Snapshot Reports

The Snapshot Reports are an analysis of the dataset underlying the U.S. Department of Energy's (DOE) LED Lighting Facts product list. This document is designed to help retailers, distributors, designers, utilities, energy efficiency program sponsors, and other industry stakeholders understand the current state of the LED replacement lamps market and its trajectory.

The lighting industry is in a decade of change. Upcoming minimum efficiency standards through the Energy Independence & Security Act (EISA) of 2007, the Federal Trade Commission's new mandatory consumer label, and improving technologies will change how you do business.

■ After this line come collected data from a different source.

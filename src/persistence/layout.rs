use super::{Debounce, Store};
use crate::constants::PERSIST_DEBOUNCE;
use crate::types::{Group, Node, Transform};
use serde::{Deserialize, Serialize};
use std::collections::{BTreeMap, HashMap};
use tokio::time::Instant;

const LAYOUT_PATH: &str = "layout";
const TRANSFORM_PATH: &str = "transform";

/// A pinned position remembered by name.
#[derive(Debug, Clone, PartialEq, Serialize, Deserialize)]
pub struct FixedEntry {
    pub name: String,
    #[serde(default, skip_serializing_if = "Option::is_none")]
    pub fx: Option<f32>,
    #[serde(default, skip_serializing_if = "Option::is_none")]
    pub fy: Option<f32>,
}

/// Fixed positions of one layer.
#[derive(Debug, Clone, Default, PartialEq, Serialize, Deserialize)]
#[serde(default)]
pub struct LayoutRecord {
    pub nodes: Vec<FixedEntry>,
    pub groups: Vec<FixedEntry>,
}

impl LayoutRecord {
    /// Records every node and group with at least one pinned coordinate.
    pub fn capture(nodes: &[Node], groups: &[Group]) -> Self {
        let nodes = nodes
            .iter()
            .filter(|node| node.is_fixed())
            .map(|node| FixedEntry {
                name: node.name.clone(),
                fx: node.fx,
                fy: node.fy,
            })
            .collect();
        let groups = groups
            .iter()
            .filter(|group| group.is_pinned())
            .map(|group| FixedEntry {
                name: group.name.clone(),
                fx: group.fx,
                fy: group.fy,
            })
            .collect();
        Self { nodes, groups }
    }

    /// Copies stored pins onto live entities with the same name; returns how many matched.
    pub fn apply(&self, nodes: &mut [Node], groups: &mut [Group]) -> usize {
        let mut restored = 0;
        for entry in &self.nodes {
            for node in nodes.iter_mut().filter(|node| node.name == entry.name) {
                node.fx = entry.fx;
                node.fy = entry.fy;
                if let Some(pos) = node.fixed_pos() {
                    node.pos = pos;
                }
                restored += 1;
            }
        }
        for entry in &self.groups {
            for group in groups.iter_mut().filter(|group| group.name == entry.name) {
                group.fx = entry.fx;
                group.fy = entry.fy;
                restored += 1;
            }
        }
        restored
    }

    pub fn is_empty(&self) -> bool {
        self.nodes.is_empty() && self.groups.is_empty()
    }
}

/// Debounced writer of layout and transform records.
///
/// A record is only written when its serialized form differs from the last value written or
/// read under the same key.
#[derive(Debug)]
pub struct LayoutStore {
    layouts: BTreeMap<String, Debounce<LayoutRecord>>,
    transform: Debounce<(String, Transform)>,
    written: HashMap<String, String>,
}

impl Default for LayoutStore {
    fn default() -> Self {
        Self::new()
    }
}

impl LayoutStore {
    pub fn new() -> Self {
        Self {
            layouts: BTreeMap::new(),
            transform: Debounce::new(PERSIST_DEBOUNCE),
            written: HashMap::new(),
        }
    }

    /// Schedules the layout of `layer_id` for writing.
    pub fn save_layout(&mut self, layer_id: &str, record: LayoutRecord, now: Instant) {
        self.layouts
            .entry(layer_id.to_string())
            .or_insert_with(|| Debounce::new(PERSIST_DEBOUNCE))
            .schedule(record, now);
    }

    /// Schedules the viewport transform of `layer_id` for writing.
    pub fn save_transform(&mut self, layer_id: &str, transform: Transform, now: Instant) {
        self.transform.schedule((layer_id.to_string(), transform), now);
    }

    pub fn has_pending(&self) -> bool {
        self.transform.is_pending() || self.layouts.values().any(Debounce::is_pending)
    }

    pub fn has_pending_layout(&self, layer_id: &str) -> bool {
        self.layouts.get(layer_id).is_some_and(Debounce::is_pending)
    }

    /// Writes every record whose debounce delay has elapsed; returns the number of writes.
    pub fn flush_due(&mut self, store: &Store, now: Instant) -> usize {
        let mut due = Vec::new();
        for (layer_id, debounce) in &mut self.layouts {
            if let Some(record) = debounce.take_due(now) {
                due.push((layer_id.clone(), record));
            }
        }
        let transform = self.transform.take_due(now);
        self.write(store, due, transform)
    }

    /// Writes every pending record immediately.
    pub fn flush_all(&mut self, store: &Store) -> usize {
        let mut due = Vec::new();
        for (layer_id, debounce) in &mut self.layouts {
            if let Some(record) = debounce.flush() {
                due.push((layer_id.clone(), record));
            }
        }
        let transform = self.transform.flush();
        self.write(store, due, transform)
    }

    fn write(
        &mut self,
        store: &Store,
        layouts: Vec<(String, LayoutRecord)>,
        transform: Option<(String, Transform)>,
    ) -> usize {
        let mut writes = 0;
        for (layer_id, record) in layouts {
            let key = store.layer_key(&layer_id, LAYOUT_PATH);
            if self.write_json(store, key, &record) {
                writes += 1;
            }
        }
        if let Some((layer_id, transform)) = transform {
            let key = store.layer_key(&layer_id, TRANSFORM_PATH);
            if self.write_json(store, key, &transform) {
                writes += 1;
            }
        }
        writes
    }

    fn write_json<T: Serialize>(&mut self, store: &Store, key: String, value: &T) -> bool {
        let json = match serde_json::to_string(value) {
            Ok(json) => json,
            Err(err) => {
                log::error!("failed to serialize {key}: {err}");
                return false;
            }
        };
        if self.written.get(&key) == Some(&json) {
            return false;
        }
        if !store.set(&key, &json) {
            return false;
        }
        log::debug!("persisted {key}");
        self.written.insert(key, json);
        true
    }

    /// Reads the layout of `layer_id`, preferring an explicit override.
    pub fn load_layout(
        &mut self,
        store: &Store,
        overrides: Option<&BTreeMap<String, LayoutRecord>>,
        layer_id: &str,
    ) -> Option<LayoutRecord> {
        if let Some(record) = overrides.and_then(|layouts| layouts.get(layer_id)) {
            return Some(record.clone());
        }
        let key = store.layer_key(layer_id, LAYOUT_PATH);
        let raw = store.get(&key)?;
        match serde_json::from_str::<LayoutRecord>(&raw) {
            Ok(record) => {
                self.written.insert(key, raw);
                Some(record)
            }
            Err(err) => {
                log::error!("ignoring malformed layout {key}: {err}");
                None
            }
        }
    }

    /// Reads the stored transform of `layer_id`.
    pub fn load_transform(&self, store: &Store, layer_id: &str) -> Option<Transform> {
        store.get_json(&store.layer_key(layer_id, TRANSFORM_PATH))
    }

    /// Drops pending writes and removes every stored layout of the diagram plus the transform
    /// of `root_id`, including records written by earlier sessions.
    pub fn clear(&mut self, store: &Store, root_id: &str) {
        self.layouts.clear();
        self.transform.cancel();
        self.written.clear();
        for key in store.layer_keys(LAYOUT_PATH) {
            store.remove(&key);
        }
        store.remove(&store.layer_key(root_id, TRANSFORM_PATH));
        log::info!("cleared stored layout of diagram {}", store.diagram_id());
    }
}

#[cfg(test)]
mod tests {
    use super::*;
    use crate::persistence::MemoryStore;
    use crate::types::NodeKind;
    use eframe::egui::pos2;
    use std::time::Duration;

    fn store() -> (MemoryStore, Store) {
        let backend = MemoryStore::default();
        let store = Store::new("net", Some(Box::new(backend.clone())));
        (backend, store)
    }

    fn nodes() -> Vec<Node> {
        let mut a = Node::new("a", NodeKind::Device).at(pos2(10.0, 20.0));
        a.pin();
        let b = Node::new("b", NodeKind::Device).at(pos2(-5.0, 3.0));
        vec![a, b]
    }

    #[test]
    fn test_capture_skips_free_entities() {
        let mut groups = vec![Group::new(0, "core"), Group::new(1, "edge")];
        groups[1].fx = Some(1.0);
        groups[1].fy = Some(2.0);
        let record = LayoutRecord::capture(&nodes(), &groups);
        assert_eq!(record.nodes.len(), 1);
        assert_eq!(record.nodes[0].name, "a");
        assert_eq!(record.groups.len(), 1);
        assert_eq!(record.groups[0].name, "edge");
    }

    #[test]
    fn test_save_then_restore_reproduces_pins() {
        let (_, store) = store();
        let mut layouts = LayoutStore::new();
        let now = Instant::now();

        let saved = nodes();
        layouts.save_layout("main", LayoutRecord::capture(&saved, &[]), now);
        assert_eq!(layouts.flush_due(&store, now), 0);
        assert_eq!(layouts.flush_due(&store, now + Duration::from_millis(1000)), 1);

        let mut fresh: Vec<Node> = saved
            .iter()
            .map(|node| Node::new(node.name.clone(), NodeKind::Device))
            .collect();
        let record = layouts.load_layout(&store, None, "main").unwrap();
        assert_eq!(record.apply(&mut fresh, &mut []), 1);

        for (live, original) in fresh.iter().zip(&saved) {
            assert_eq!(live.fx, original.fx);
            assert_eq!(live.fy, original.fy);
        }
    }

    #[test]
    fn test_clear_removes_layouts_of_earlier_sessions() {
        let (backend, store) = store();
        let mut earlier = LayoutStore::new();
        let now = Instant::now();
        earlier.save_layout("Cloud-10.0.0.0", LayoutRecord::capture(&nodes(), &[]), now);
        earlier.save_layout("main", LayoutRecord::capture(&nodes(), &[]), now);
        earlier.save_transform("main", Transform::new(1.0, 2.0, 0.5), now);
        assert_eq!(earlier.flush_all(&store), 3);
        store.set_flag("grouping", "false");

        let mut layouts = LayoutStore::new();
        layouts.clear(&store, "main");

        let keys: Vec<String> = backend.entries().into_keys().collect();
        assert_eq!(keys, vec!["net.grouping".to_string()]);
    }

    #[test]
    fn test_unchanged_record_is_not_rewritten() {
        let (_, store) = store();
        let mut layouts = LayoutStore::new();
        let now = Instant::now();
        let record = LayoutRecord::capture(&nodes(), &[]);

        layouts.save_layout("main", record.clone(), now);
        assert_eq!(layouts.flush_all(&store), 1);
        layouts.save_layout("main", record, now);
        assert_eq!(layouts.flush_all(&store), 0);
    }

    #[test]
    fn test_mismatched_names_are_skipped() {
        let record = LayoutRecord {
            nodes: vec![FixedEntry {
                name: "gone".into(),
                fx: Some(1.0),
                fy: Some(1.0),
            }],
            groups: vec![],
        };
        let mut live = nodes();
        assert_eq!(record.apply(&mut live, &mut []), 0);
        assert!(!live[1].is_fixed());
    }

    #[test]
    fn test_override_wins_over_stored_record() {
        let (_, store) = store();
        let mut layouts = LayoutStore::new();
        layouts.save_layout("main", LayoutRecord::capture(&nodes(), &[]), Instant::now());
        layouts.flush_all(&store);

        let overrides = BTreeMap::from([("main".to_string(), LayoutRecord::default())]);
        let record = layouts.load_layout(&store, Some(&overrides), "main").unwrap();
        assert!(record.is_empty());
    }

    #[test]
    fn test_clear_removes_layout_and_transform() {
        let (backend, store) = store();
        let mut layouts = LayoutStore::new();
        layouts.save_layout("main", LayoutRecord::capture(&nodes(), &[]), Instant::now());
        layouts.save_transform("main", Transform::new(1.0, 2.0, 3.0), Instant::now());
        layouts.flush_all(&store);
        assert_eq!(backend.len(), 2);
        assert_eq!(
            layouts.load_transform(&store, "main"),
            Some(Transform::new(1.0, 2.0, 3.0))
        );

        layouts.clear(&store, "main");
        assert!(backend.is_empty());
        assert!(!layouts.has_pending());
    }

    #[test]
    fn test_unavailable_store_is_silent() {
        let store = Store::unavailable("net");
        let mut layouts = LayoutStore::new();
        layouts.save_layout("main", LayoutRecord::capture(&nodes(), &[]), Instant::now());
        layouts.flush_all(&store);
        assert!(layouts.load_layout(&store, None, "main").is_none());
        assert!(layouts.load_transform(&store, "main").is_none());
    }
}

To help you navigate these changes and their impact on LED replacement lamps, LED Lighting Facts has created the Product Snapshot for LED Replacement Lamps. The snapshot uses verified performance data from the LED Lighting Facts product list to compare the performance of LED replacement lamps to standard technologies and the new performance levels mandated by EISA.

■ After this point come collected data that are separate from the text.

/// Pushes a new layer and fills it with the payload `data` resolves to.
///
/// The layer is created in the `Loading` phase with `processing` set, shown behind a loading
/// indicator, ingested and built once the data arrives, then faded in unless it is the first
/// layer. `processing` stays set; the caller clears it once its own pipeline is done.
///
/// A rejected fetch removes the half-built layer and propagates the error.
pub async fn push(
    diagram: &Diagram,
    id: &str,
    kind: LayerKind,
    data: LocalBoxFuture<'static, Result<RawGraph>>,
    options: PushOptions,
) -> Result<LayerKey> {
    let (key, initial) = {
        let mut guard = diagram.state_mut();
        let state = &mut *guard;
        let mut layer = Layer::new(id, kind, state.viewport_size, state.settings.scale_extent());
        layer.phase = LayerPhase::Loading;
        layer.processing = true;
        let key = layer.key;
        let initial = state.layers.is_empty();

        state.surface.create_layer(key, id, initial);
        state.surface.set_loading(true);
        state.layers.insert_head(layer);
        log::info!("pushing layer {id}");
        (key, initial)
    };

    let result = data.await;

    let mut guard = diagram.state_mut();
    let state = &mut *guard;
    let graph = match result {
        Ok(graph) => graph,
        Err(err) => {
            log::error!("loading layer {id} failed: {err}");
            state.layers.remove(key);
            state.surface.remove_layer(key);
            state.surface.set_loading(false);
            return Err(err);
        }
    };
    let Some(layer) = state.layers.get_mut(key) else {
        state.surface.set_loading(false);
        return Err(DiagramError::UnknownLayer(id.to_string()));
    };

    layer.ingest(graph);
    state.surface.build_layer(layer, &state.settings);
    state.surface.set_loading(false);
    layer.phase = LayerPhase::Active;
    if !initial {
        let fade = Fade::new(0.0, 1.0, Instant::now() + options.delay, options.fade_duration);
        state.surface.fade_layer(key, &fade);
        layer.fade = Some(fade);
    }
    Ok(key)
}

/// Closes a drilled-down layer.
///
/// The layer leaves the stack at once and fades out; its render resources are released once
/// the fade completes. The root layer cannot be popped, and neither can a layer that is in the
/// middle of a transition.
pub async fn pop(diagram: &Diagram, key: LayerKey) -> Result<()> {
    let fade = {
        let mut guard = diagram.state_mut();
        let state = &mut *guard;
        let now = Instant::now();
        let layer = state
            .layers
            .get_mut(key)
            .ok_or_else(|| DiagramError::UnknownLayer(key.to_string()))?;
        if layer.is_root() {
            return Err(DiagramError::RootLayer);
        }
        if layer.processing {
            return Err(DiagramError::LayerBusy(layer.id.clone()));
        }
        layer.processing = true;
        layer.phase = LayerPhase::FadingOut;
        if let Some(simulations) = &mut layer.simulations {
            simulations.stop();
        }
        let fade = Fade::new(layer.opacity(now), 0.0, now, FADE_DURATION);
        layer.fade = Some(fade.clone());
        log::info!("popping layer {}", layer.id);

        if let Some(layer) = state.layers.remove(key) {
            state.closing.push(layer);
        }
        state.surface.fade_layer(key, &fade);
        fade
    };

    tokio::time::sleep(fade.duration).await;

    let mut guard = diagram.state_mut();
    let state = &mut *guard;
    if let Some(index) = state.closing.iter().position(|layer| layer.key == key) {
        let mut layer = state.closing.remove(index);
        layer.phase = LayerPhase::Destroyed;
        log::debug!("layer {} destroyed", layer.id);
    }
    state.surface.remove_layer(key);
    Ok(())
}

The LED market continues to experience rapid growth in product availability and steady improvement in performance for most product categories. Due to the speed of advancements in technology, a new snapshot is published twice a year. Each new version has data from additional products, allowing for updated analysis and projections.

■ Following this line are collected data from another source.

//! Core data types and structures for the topology diagram.
//!
//! This module defines the live records the layout engine works on (nodes, edges and groups),
//! the viewport transform, and the raw payload records returned by a data source before they
//! are ingested into a layer.

use eframe::egui::{pos2, Pos2, Rect, Vec2};
use serde::{Deserialize, Deserializer, Serialize};

/// What a node on the diagram represents.
#[derive(Debug, Clone, PartialEq)]
pub enum NodeKind {
    /// A managed network device (router, switch, firewall, server).
    Device,
    /// A subnet, drawn as a cloud.
    Subnet {
        /// Network address, e.g. `10.0.0.0`
        subnet: String,
        /// Dotted netmask
        mask: String,
        /// Whether the address range is private
        is_private: bool,
    },
    /// A device the inventory knows nothing about.
    Unmanaged,
}

/// Descriptive attributes of a device, carried for rendering and tooltips only.
#[derive(Debug, Clone, Default, PartialEq)]
pub struct DeviceInfo {
    /// Management address
    pub ip_address: Option<String>,
    /// Detail page link
    pub url: Option<String>,
    pub manufacturer: Option<String>,
    pub model: Option<String>,
    pub software_os: Option<String>,
    pub location: Option<String>,
}

/// A single node on a layer.
#[derive(Debug, Clone)]
pub struct Node {
    /// Stable identity of the node
    pub name: String,
    /// What the node represents
    pub kind: NodeKind,
    /// Current simulated position
    pub pos: Pos2,
    /// Current simulated velocity
    pub velocity: Vec2,
    /// Pinned x coordinate; when set the simulation does not move the node horizontally
    pub fx: Option<f32>,
    /// Pinned y coordinate; when set the simulation does not move the node vertically
    pub fy: Option<f32>,
    /// Index into the owning layer's group list
    pub group: Option<usize>,
    /// Icon reference handed to the render surface
    pub image: Option<String>,
    /// Device attributes
    pub info: DeviceInfo,
    /// Set for neighbours pulled into a subnet drill-down from outside the subnet
    pub external: bool,
    /// Position stashed by the last grouping toggle
    pub stash: Option<Pos2>,
    /// Position captured at the start of a group drag
    pub drag_origin: Option<Pos2>,
}

impl Node {
    /// Creates an unpinned, ungrouped node at the origin.
    pub fn new(name: impl Into<String>, kind: NodeKind) -> Self {
        Self {
            name: name.into(),
            kind,
            pos: Pos2::ZERO,
            velocity: Vec2::ZERO,
            fx: None,
            fy: None,
            group: None,
            image: None,
            info: DeviceInfo::default(),
            external: false,
            stash: None,
            drag_origin: None,
        }
    }

    /// Returns the node moved to `pos`.
    pub fn at(mut self, pos: Pos2) -> Self {
        self.pos = pos;
        self
    }

    /// Returns the node assigned to `group`.
    pub fn in_group(mut self, group: usize) -> Self {
        self.group = Some(group);
        self
    }

    pub fn is_subnet(&self) -> bool {
        matches!(self.kind, NodeKind::Subnet { .. })
    }

    pub fn is_unmanaged(&self) -> bool {
        matches!(self.kind, NodeKind::Unmanaged)
    }

    /// Returns true if either coordinate is pinned.
    pub fn is_fixed(&self) -> bool {
        self.fx.is_some() || self.fy.is_some()
    }

    /// Pins the node at its current position.
    pub fn pin(&mut self) {
        self.fx = Some(self.pos.x);
        self.fy = Some(self.pos.y);
    }

    /// Pins the node at `pos`, moving it there.
    pub fn pin_at(&mut self, pos: Pos2) {
        self.pos = pos;
        self.fx = Some(pos.x);
        self.fy = Some(pos.y);
    }

    /// Releases both pinned coordinates.
    pub fn release(&mut self) {
        self.fx = None;
        self.fy = None;
    }

    /// The pinned position if both coordinates are pinned.
    pub fn fixed_pos(&self) -> Option<Pos2> {
        Some(pos2(self.fx?, self.fy?))
    }
}

/// A resolved link between two nodes of the same layer.
#[derive(Debug, Clone, PartialEq)]
pub struct Edge {
    /// Index of the source node in the layer's node list
    pub source: usize,
    /// Index of the target node in the layer's node list
    pub target: usize,
    /// Link bandwidth in bits per second
    pub bandwidth: f64,
    pub is_static_wan: bool,
    pub warning: bool,
    /// Derived stroke width tier
    pub width: u8,
    /// Interface description shown on hover
    pub description: Option<String>,
    pub ip_address: Option<String>,
    pub qos: Option<String>,
    pub url: Option<String>,
}

/// Geometry derived from a group's member nodes.
#[derive(Debug, Clone, PartialEq)]
pub struct GroupGeometry {
    /// Min/max of member coordinates before padding
    pub bounds: Rect,
    /// Bounds expanded by the group padding
    pub rect: Rect,
    /// Convex hull of the padded box
    pub polygon: Vec<Pos2>,
}

impl GroupGeometry {
    pub fn x(&self) -> f32 {
        self.rect.min.x
    }

    pub fn y(&self) -> f32 {
        self.rect.min.y
    }

    pub fn width(&self) -> f32 {
        self.rect.width()
    }

    pub fn height(&self) -> f32 {
        self.rect.height()
    }

    /// Center of the padded box.
    pub fn center(&self) -> Pos2 {
        self.rect.center()
    }

    /// Area of the padded box, used as the group's mass when separating rectangles.
    pub fn area(&self) -> f32 {
        self.rect.area()
    }
}

/// A logical cluster of nodes on a layer.
#[derive(Debug, Clone)]
pub struct Group {
    /// Dense index into the layer's group list
    pub id: usize,
    pub name: String,
    /// Derived geometry, `None` while the group has no members
    pub geometry: Option<GroupGeometry>,
    /// Set while the group is focused; locked groups are not recomputed or pushed apart
    pub locked: bool,
    /// Pinned x of the whole group after a drag
    pub fx: Option<f32>,
    /// Pinned y of the whole group after a drag
    pub fy: Option<f32>,
    /// Top-left corner captured at the start of a drag
    pub drag_origin: Option<Pos2>,
}

impl Group {
    pub fn new(id: usize, name: impl Into<String>) -> Self {
        Self {
            id,
            name: name.into(),
            geometry: None,
            locked: false,
            fx: None,
            fy: None,
            drag_origin: None,
        }
    }

    pub fn is_pinned(&self) -> bool {
        self.fx.is_some() || self.fy.is_some()
    }

    pub fn release(&mut self) {
        self.fx = None;
        self.fy = None;
    }
}

/// Viewport pan translation and uniform zoom scale.
#[derive(Debug, Clone, Copy, PartialEq, Serialize, Deserialize)]
pub struct Transform {
    pub x: f32,
    pub y: f32,
    pub k: f32,
}

impl Default for Transform {
    fn default() -> Self {
        Self::IDENTITY
    }
}

impl Transform {
    pub const IDENTITY: Self = Self { x: 0.0, y: 0.0, k: 1.0 };

    pub fn new(x: f32, y: f32, k: f32) -> Self {
        Self { x, y, k }
    }

    /// Converts a world position to screen space.
    pub fn apply(&self, world: Pos2) -> Pos2 {
        pos2(world.x * self.k + self.x, world.y * self.k + self.y)
    }

    /// Converts a screen position to world space.
    pub fn invert(&self, screen: Pos2) -> Pos2 {
        pos2((screen.x - self.x) / self.k, (screen.y - self.y) / self.k)
    }

    /// Linear interpolation between two transforms, `t` in `[0, 1]`.
    pub fn lerp(&self, other: &Self, t: f32) -> Self {
        let t = t.clamp(0.0, 1.0);
        Self {
            x: self.x + (other.x - self.x) * t,
            y: self.y + (other.y - self.y) * t,
            k: self.k + (other.k - self.k) * t,
        }
    }
}

/// Maps a link bandwidth to its stroke width tier.
pub fn link_width(bandwidth: f64) -> u8 {
    const TIERS: [(f64, u8); 7] = [
        (1e7, 3),
        (1e8, 4),
        (1e9, 5),
        (1e10, 6),
        (2.5e10, 7),
        (5e10, 8),
        (1e11, 9),
    ];
    TIERS
        .iter()
        .find(|(limit, _)| bandwidth < *limit)
        .map(|(_, width)| *width)
        .unwrap_or(10)
}

/// Formats a bandwidth the way interface labels show it.
pub fn downscale_bandwidth(bandwidth: f64) -> String {
    const STEPS: [(f64, &str); 9] = [
        (1e11, "100gig"),
        (5e10, "50gig"),
        (4e10, "40gig"),
        (2.5e10, "25gig"),
        (2e10, "20gig"),
        (1e10, "10gig"),
        (1e9, "1gig"),
        (1e8, "100meg"),
        (1e7, "10meg"),
    ];
    STEPS
        .iter()
        .find(|(limit, _)| bandwidth >= *limit)
        .map(|(_, label)| (*label).to_string())
        .unwrap_or_else(|| format!("{bandwidth}bits"))
}

/// Returns false for RFC 1918 and link-local ranges.
pub fn is_public_subnet(subnet: &str) -> bool {
    let mut octets = subnet.split('.');
    let first = octets.next().unwrap_or_default();
    let second = octets.next().unwrap_or_default();
    match first {
        "10" => false,
        "169" => second != "254",
        "172" => !matches!(second.parse::<u8>(), Ok(16..=31)),
        "192" => second != "168",
        _ => true,
    }
}

/// A device or subnet record as returned by a data source.
#[derive(Debug, Clone, Default, PartialEq, Serialize, Deserialize)]
#[serde(default, rename_all = "camelCase")]
pub struct RawNode {
    pub name: String,
    #[serde(skip_serializing_if = "Option::is_none")]
    pub group: Option<usize>,
    #[serde(skip_serializing_if = "Option::is_none")]
    pub image: Option<String>,
    #[serde(skip_serializing_if = "Option::is_none")]
    pub ip_address: Option<String>,
    #[serde(skip_serializing_if = "Option::is_none")]
    pub url: Option<String>,
    #[serde(skip_serializing_if = "Option::is_none")]
    pub manufacturer: Option<String>,
    #[serde(skip_serializing_if = "Option::is_none")]
    pub model: Option<String>,
    #[serde(rename = "softwareOS", skip_serializing_if = "Option::is_none")]
    pub software_os: Option<String>,
    #[serde(skip_serializing_if = "Option::is_none")]
    pub location: Option<String>,
    #[serde(skip_serializing_if = "Option::is_none")]
    pub subnet: Option<String>,
    #[serde(skip_serializing_if = "Option::is_none")]
    pub mask: Option<String>,
    #[serde(deserialize_with = "flag")]
    pub is_private: bool,
    #[serde(deserialize_with = "flag")]
    pub is_unmanaged: bool,
    #[serde(deserialize_with = "flag")]
    pub external: bool,
}

impl RawNode {
    pub fn named(name: impl Into<String>) -> Self {
        Self {
            name: name.into(),
            ..Default::default()
        }
    }
}

/// A link record as returned by a data source; endpoints are node names.
#[derive(Debug, Clone, Default, PartialEq, Serialize, Deserialize)]
#[serde(default, rename_all = "camelCase")]
pub struct RawLink {
    pub source: String,
    pub target: String,
    pub bandwidth: f64,
    #[serde(deserialize_with = "flag")]
    pub is_static_wan: bool,
    #[serde(deserialize_with = "flag")]
    pub warning: bool,
    #[serde(skip_serializing_if = "Option::is_none")]
    pub int_description: Option<String>,
    #[serde(skip_serializing_if = "Option::is_none")]
    pub ip_address: Option<String>,
    #[serde(rename = "QoS", skip_serializing_if = "Option::is_none")]
    pub qos: Option<String>,
    #[serde(skip_serializing_if = "Option::is_none")]
    pub url: Option<String>,
}

impl RawLink {
    pub fn new(source: impl Into<String>, target: impl Into<String>) -> Self {
        Self {
            source: source.into(),
            target: target.into(),
            ..Default::default()
        }
    }
}

/// The payload a data source resolves to.
#[derive(Debug, Clone, Default, PartialEq, Serialize, Deserialize)]
#[serde(default)]
pub struct RawGraph {
    pub devices: Vec<RawNode>,
    #[serde(skip_serializing_if = "Option::is_none")]
    pub groups: Option<Vec<String>>,
    pub links: Vec<RawLink>,
    pub subnets: Vec<RawNode>,
}

impl RawGraph {
    /// Serialize the payload to a JSON string
    pub fn to_json(&self) -> Result<String, serde_json::Error> {
        serde_json::to_string_pretty(self)
    }

    /// Deserialize a payload from a JSON string
    pub fn from_json(json: &str) -> Result<Self, serde_json::Error> {
        serde_json::from_str(json)
    }
}

/// Accepts `true`/`false`, numbers (non-zero is true) and null for boolean fields.
fn flag<'de, D>(deserializer: D) -> Result<bool, D::Error>
where
    D: Deserializer<'de>,
{
    let value = serde_json::Value::deserialize(deserializer)?;
    Ok(match value {
        serde_json::Value::Bool(b) => b,
        serde_json::Value::Number(n) => n.as_f64().is_some_and(|n| n != 0.0),
        serde_json::Value::String(s) => s == "true" || s == "1",
        _ => false,
    })
}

May 2011 Snapshot: LED Replacement Lamps

Key Findings:
  • LED replacement lamp light output has been rising steadily.
    • 800-lumen (60W-equivalent) products became available since the previous snapshot.
    • 1100-lumen (75W-equivalent) products may appear between mid-2011 and late-2012.
    • 1600-lumen (100W-equivalent) products may not appear until 2013 at the earliest.
  • Most A-shape and reflector LED replacement lamps still do not meet the light output of traditional high-wattage incandescents. Even when light output is met, many products do not meet other performance equivalency metrics, such as color rendering index (CRI), correlated color temperature (CCT), and light distribution. LED product evaluation must consider total product performance.
  • Many LED replacements for general service fluorescent lamps have significantly lower light outputs and do not achieve the same efficacy levels as the products they replace.
  • A total cost analysis found that the payback period, when compared to 60W incandescent lamps, varies.
    • LEDs have a payback of more than 6 years due to their high purchase price, currently averaging about $40.
    • CFLs can pay back in less than a year, saving more than $50 over the typical 10,000-hour life of the product.
    • Halogens use nearly 30% less energy, but due to their high initial price, the total cost of ownership over time is nearly the same.